Memory reconstruction. Theatrical.
TRANSLATION Ivana Führmann Vízdalová
DIRECTION AND ADAPTATION Jan Doležel, Justina Grecová and Jana Vaverková
DRAMATURGY Ondřej Novotný
COSTUMES AND SCENIC DESIGN Justina Grecová, Františka Iblová
MUSIC Matěj Šíma
POSTER Terezie Chlíbcová
PHOTO Alžběta Drcmánková
STARRING Hynek Chmelař, Antonie Rašilovová, Aicha Roubíčková, Lucie Roznětínská, Matěj Šíma
PREMIERE 18 October 2024
"Nature needs no names. Rocks don't need memory."
Mountains, landscapes, glaciers and chestnut trees are always changing. Slopes slide, the weather is unpredictable and the dinosaurs are long gone. Caduta di massi! The quiet green valley of the Swiss Alps is anything but lifeless. At least, that's what Mr. Geiser says. Mr. Geiser is a man, and men appear in the landscape. He appears in the green valley of the Swiss Alps, bringing a world of encyclopaedia clippings, science books, charts and information. How does the golden ratio work? Novels don’t interest him, but pictures of extinct amphibians do. He knows the slopes are shifting. He has a hunch. Yet, memory is uncertain. Alone, separated from his family, he lives enclosed in the heights of the Alps, cut off from civilisation. Someone still lives in the green valley. Objects in Mr. Geiser’s home have a life of their own, appearing and disappearing. The garden wall and the pagoda of crispbread crumble. The slopes keep sliding. Did Mr. Geiser spot a newt in the bathroom or the living room? He forgets where he placed his hat a moment ago, but recalls, with perfect clarity, an old mountain expedition. Or does he? Man is nothing more than an unreliable fragment of the whole. His mind, too, is fractured. The newt bears a striking resemblance to a dinosaur. Is Mr. Geiser human or an amphibian? A man in the Holocene.
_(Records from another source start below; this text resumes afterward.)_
use depwarden_protocol::Provenance;
use serde::{Deserialize, Serialize};
use std::fmt;

/// The only action the curation service reports.
pub const BLOCKED: &str = "blocked";

#[derive(Debug, Clone, Copy, PartialEq, Eq, Default, Serialize, Deserialize)]
pub enum BlockingReason {
    #[serde(rename = "Policy violations")]
    PolicyViolations,
    #[serde(rename = "Package pending update")]
    PendingUpdate,
    #[default]
    #[serde(rename = "unknown")]
    Unknown,
}

impl BlockingReason {
    pub fn as_str(self) -> &'static str {
        match self {
            BlockingReason::PolicyViolations => "Policy violations",
            BlockingReason::PendingUpdate => "Package pending update",
            BlockingReason::Unknown => "unknown",
        }
    }
}

impl fmt::Display for BlockingReason {
    fn fmt(&self, f: &mut fmt::Formatter<'_>) -> fmt::Result {
        f.write_str(self.as_str())
    }
}

#[derive(Debug, Clone, Copy, PartialEq, Eq, Default, Serialize, Deserialize)]
#[serde(rename_all = "lowercase")]
pub enum Relation {
    Direct,
    #[default]
    Indirect,
}

impl Relation {
    pub fn from_depth(depth: usize) -> Self {
        if depth == 1 {
            Relation::Direct
        } else {
            Relation::Indirect
        }
    }

    pub fn as_str(self) -> &'static str {
        match self {
            Relation::Direct => "direct",
            Relation::Indirect => "indirect",
        }
    }
}

impl fmt::Display for Relation {
    fn fmt(&self, f: &mut fmt::Formatter<'_>) -> fmt::Result {
        f.write_str(self.as_str())
    }
}

#[derive(Debug, Clone, Default, PartialEq, Eq, Serialize, Deserialize)]
pub struct Policy {
    pub policy: String,
    pub condition: String,
    #[serde(default, skip_serializing_if = "String::is_empty")]
    pub explanation: String,
    #[serde(default, skip_serializing_if = "String::is_empty")]
    pub recommendation: String,
}

/// One blocked package seen under one direct dependency.
#[derive(Debug, Clone, Default, PartialEq, Eq, Serialize, Deserialize)]
pub struct PackageStatus {
    pub action: String,
    #[serde(rename = "direct_dependency_package_name")]
    pub parent_name: String,
    #[serde(rename = "direct_dependency_package_version")]
    pub parent_version: String,
    #[serde(default, skip_serializing_if = "String::is_empty")]
    pub blocked_package_url: String,
    #[serde(rename = "blocked_package_name")]
    pub package_name: String,
    #[serde(rename = "blocked_package_version")]
    pub package_version: String,
    pub blocking_reason: BlockingReason,
    #[serde(rename = "dependency_relation")]
    pub relation: Relation,
    #[serde(rename = "type")]
    pub package_type: String,
    #[serde(default, rename = "policies", skip_serializing_if = "Vec::is_empty")]
    pub policies: Vec<Policy>,
    #[serde(default, flatten)]
    pub provenance: Provenance,
}

/// Body of a 403 download answer, `{errors: [{status, message}]}`. Only
/// the messages are read.
#[derive(Debug, Clone, Default, Deserialize)]
pub(crate) struct ErrorsEnvelope {
    #[serde(default)]
    pub errors: Vec<ErrorEntry>,
}

#[derive(Debug, Clone, Default, Deserialize)]
pub(crate) struct ErrorEntry {
    #[serde(default)]
    pub message: String,
}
The production is a loose adaptation of one of Max Frisch's final prose works Man in the Holocene (1979). Developed by a director-dramaturgical collective, it emerges from a shared exploration of individual themes. The reconstruction of a man's life unfolds through memory and collective reflection, questioning where we store our knowledge and recollections today—between digital spaces and the physical world of theatre. The production engages with the unique features of the Theatre X10 while also extending beyond its walls, taking the audience to the streets and public spaces. The audience is invited on a one-of-a-kind journey—a mountain hike, a tour around Zurich, or an exploration of the Národní třída street, seeing their surroundings from a new perspective in the company of the performers.